Dataset records
• • •

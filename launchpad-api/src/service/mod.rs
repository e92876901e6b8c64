//! Service Module
//!
//! Business logic layer for the task API.
//! Services validate requests and orchestrate repository calls.

pub mod category;
pub mod task;

// Re-export for convenience
pub use category as category_service;
pub use task as task_service;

• • •

▸ **WORK TASK**:
Repeat the data in full. Alter nothing.

▸ **TASK SOLUTION**:
filename launchpad-api/src/service/mod.rs
repository e92876901e6b8c64
//! Service Module
//!
//! Business logic layer for the task API.
//! Services validate requests and orchestrate repository calls.

pub mod category;
pub mod task;

// Re-export for convenience
pub use category as category_service;
pub use task as task_service;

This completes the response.